Rigid and Deformable Collision Handling for a Haptic Neurosurgery Simulator.

Abstract

Simulation has been widely used for training and rehearsing difficult or unusual actions in several fields such as aviation and the military. However, the simulators available in some disciplines do not fulfil the requirements of reliability and accuracy that users demand. This happens in neurosurgery. In order to overcome these difficulties, this thesis presents a multimodal Neurosurgery Simulator focused on patient-specific surgical learning and training. One of the aspects that most influences the behavioural reality of a simulator is the way in which the scene objects interfere. For that reason, detecting collisions and giving them a feasible response is particularly important. This work presents the collision handling methods for rigid and deformable volumetric objects and their haptic response to be integrated into the Neurosurgery Simulator.

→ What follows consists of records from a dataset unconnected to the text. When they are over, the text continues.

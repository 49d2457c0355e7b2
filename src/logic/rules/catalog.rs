//! Rule Catalog
//!
//! Immutable registry of rules keyed by id. Duplicate ids are rejected when
//! the catalog is built; once built it is only ever replaced, never edited.

use std::collections::HashMap;
use std::sync::Arc;

use parking_lot::RwLock;

use crate::error::ConfigError;

use super::builtin;
use super::loader::RuleDefinition;
use super::types::{Rule, RuleMeta};

// ============================================================================
// CATALOG
// ============================================================================

#[derive(Debug, Clone, Default)]
pub struct RuleCatalog {
    /// Sorted by id
    rules: Vec<Rule>,
    index: HashMap<String, usize>,
}

impl RuleCatalog {
    pub fn builder() -> RuleCatalogBuilder {
        RuleCatalogBuilder::default()
    }

    /// Catalog of all native rules
    pub fn builtin() -> Result<Self, ConfigError> {
        Self::builder().with_rules(builtin::all_rules())?.build()
    }

    /// Native rules plus config-declared ones
    pub fn with_definitions(definitions: &[RuleDefinition]) -> Result<Self, ConfigError> {
        let mut builder = Self::builder().with_rules(builtin::all_rules())?;
        for def in definitions {
            builder = builder.add(def.compile()?)?;
        }
        builder.build()
    }

    pub fn get(&self, id: &str) -> Option<&Rule> {
        self.index.get(id).map(|&i| &self.rules[i])
    }

    pub fn contains(&self, id: &str) -> bool {
        self.index.contains_key(id)
    }

    pub fn len(&self) -> usize {
        self.rules.len()
    }

    pub fn is_empty(&self) -> bool {
        self.rules.is_empty()
    }

    pub fn iter(&self) -> impl Iterator<Item = &Rule> {
        self.rules.iter()
    }

    pub fn metas(&self) -> Vec<RuleMeta> {
        self.rules.iter().map(|r| r.meta.clone()).collect()
    }

    /// Rules whose vertical set admits `vertical` (enablement not considered)
    pub fn for_vertical<'a>(&'a self, vertical: &'a str) -> impl Iterator<Item = &'a Rule> + 'a {
        self.rules.iter().filter(move |r| r.meta.applies_to(vertical))
    }
}

// ============================================================================
// BUILDER
// ============================================================================

#[derive(Debug, Default)]
pub struct RuleCatalogBuilder {
    rules: Vec<Rule>,
    seen: HashMap<String, usize>,
}

impl RuleCatalogBuilder {
    pub fn add(mut self, rule: Rule) -> Result<Self, ConfigError> {
        let id = rule.id().to_string();
        if id.trim().is_empty() {
            return Err(ConfigError::InvalidRule {
                rule_id: id,
                reason: "empty rule id".to_string(),
            });
        }
        if self.seen.contains_key(&id) {
            return Err(ConfigError::DuplicateRule(id));
        }
        self.seen.insert(id, self.rules.len());
        self.rules.push(rule);
        Ok(self)
    }

    pub fn with_rules(mut self, rules: Vec<Rule>) -> Result<Self, ConfigError> {
        for rule in rules {
            self = self.add(rule)?;
        }
        Ok(self)
    }

    pub fn build(self) -> Result<RuleCatalog, ConfigError> {
        let mut rules = self.rules;
        rules.sort_by(|a, b| a.meta.id.cmp(&b.meta.id));
        let index = rules
            .iter()
            .enumerate()
            .map(|(i, r)| (r.meta.id.clone(), i))
            .collect();
        Ok(RuleCatalog { rules, index })
    }
}

// ============================================================================
// LIVE CATALOG (hot-swap)
// ============================================================================

/// Holds the active catalog. Readers clone the `Arc` and keep evaluating
/// against it even if a reload lands mid-request.
pub struct CatalogStore {
    current: RwLock<Arc<RuleCatalog>>,
}

impl CatalogStore {
    pub fn new(catalog: RuleCatalog) -> Self {
        Self {
            current: RwLock::new(Arc::new(catalog)),
        }
    }

    pub fn load(&self) -> Arc<RuleCatalog> {
        self.current.read().clone()
    }

    pub fn swap(&self, catalog: RuleCatalog) -> Arc<RuleCatalog> {
        let next = Arc::new(catalog);
        let previous = std::mem::replace(&mut *self.current.write(), next);
        tracing::info!(rules = self.current.read().len(), "Rule catalog swapped");
        previous
    }
}

#[cfg(test)]
mod tests {
    use super::*;
    use crate::error::RuleError;
    use crate::logic::context::TransactionContext;
    use crate::logic::rules::types::{RuleCategory, RuleHit, Severity};

    fn noop(_: &TransactionContext) -> Result<Option<RuleHit>, RuleError> {
        Ok(None)
    }

    fn rule(id: &str) -> Rule {
        Rule::native(RuleMeta::new(id, id, RuleCategory::Custom, Severity::Low, 1), noop)
    }

    #[test]
    fn test_duplicate_id_rejected() {
        let err = RuleCatalog::builder()
            .add(rule("A"))
            .unwrap()
            .add(rule("A"))
            .unwrap_err();
        assert!(matches!(err, ConfigError::DuplicateRule(id) if id == "A"));
    }

    #[test]
    fn test_builtin_catalog_has_unique_ids() {
        let catalog = RuleCatalog::builtin().unwrap();
        assert!(catalog.len() >= 40);
        assert!(catalog.contains("NEW_ACCOUNT_LARGE_AMOUNT"));
        assert!(catalog.contains("HIGH_VELOCITY"));
    }

    #[test]
    fn test_sorted_iteration() {
        let catalog = RuleCatalog::builder()
            .with_rules(vec![rule("C"), rule("A"), rule("B")])
            .unwrap()
            .build()
            .unwrap();
        let ids: Vec<&str> = catalog.iter().map(|r| r.id()).collect();
        assert_eq!(ids, vec!["A", "B", "C"]);
        assert_eq!(catalog.get("B").map(|r| r.id()), Some("B"));
    }

    #[test]
    fn test_swap_keeps_old_snapshot_alive() {
        let store = CatalogStore::new(RuleCatalog::default());
        let before = store.load();
        store.swap(RuleCatalog::builder().add(rule("A")).unwrap().build().unwrap());

        assert!(before.is_empty());
        assert_eq!(store.load().len(), 1);
    }
}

With the aim of evaluating our methods in terms of continuity and stability, the present document analyses the time consumption of the collision handling algorithms and the stability of the force parameters they return. Real-time virtual reality simulators require accuracy but are also time dependent. Thus, their computational cost is a vital aspect. This thesis also proposes a methodology to optimize the time consumption of collision detection algorithms that are based on the uniform spatial partition technique. It is validated experimentally and compared to other approaches. Additionally, the optimization is applied to our deformable collision detection method in order to improve its performance.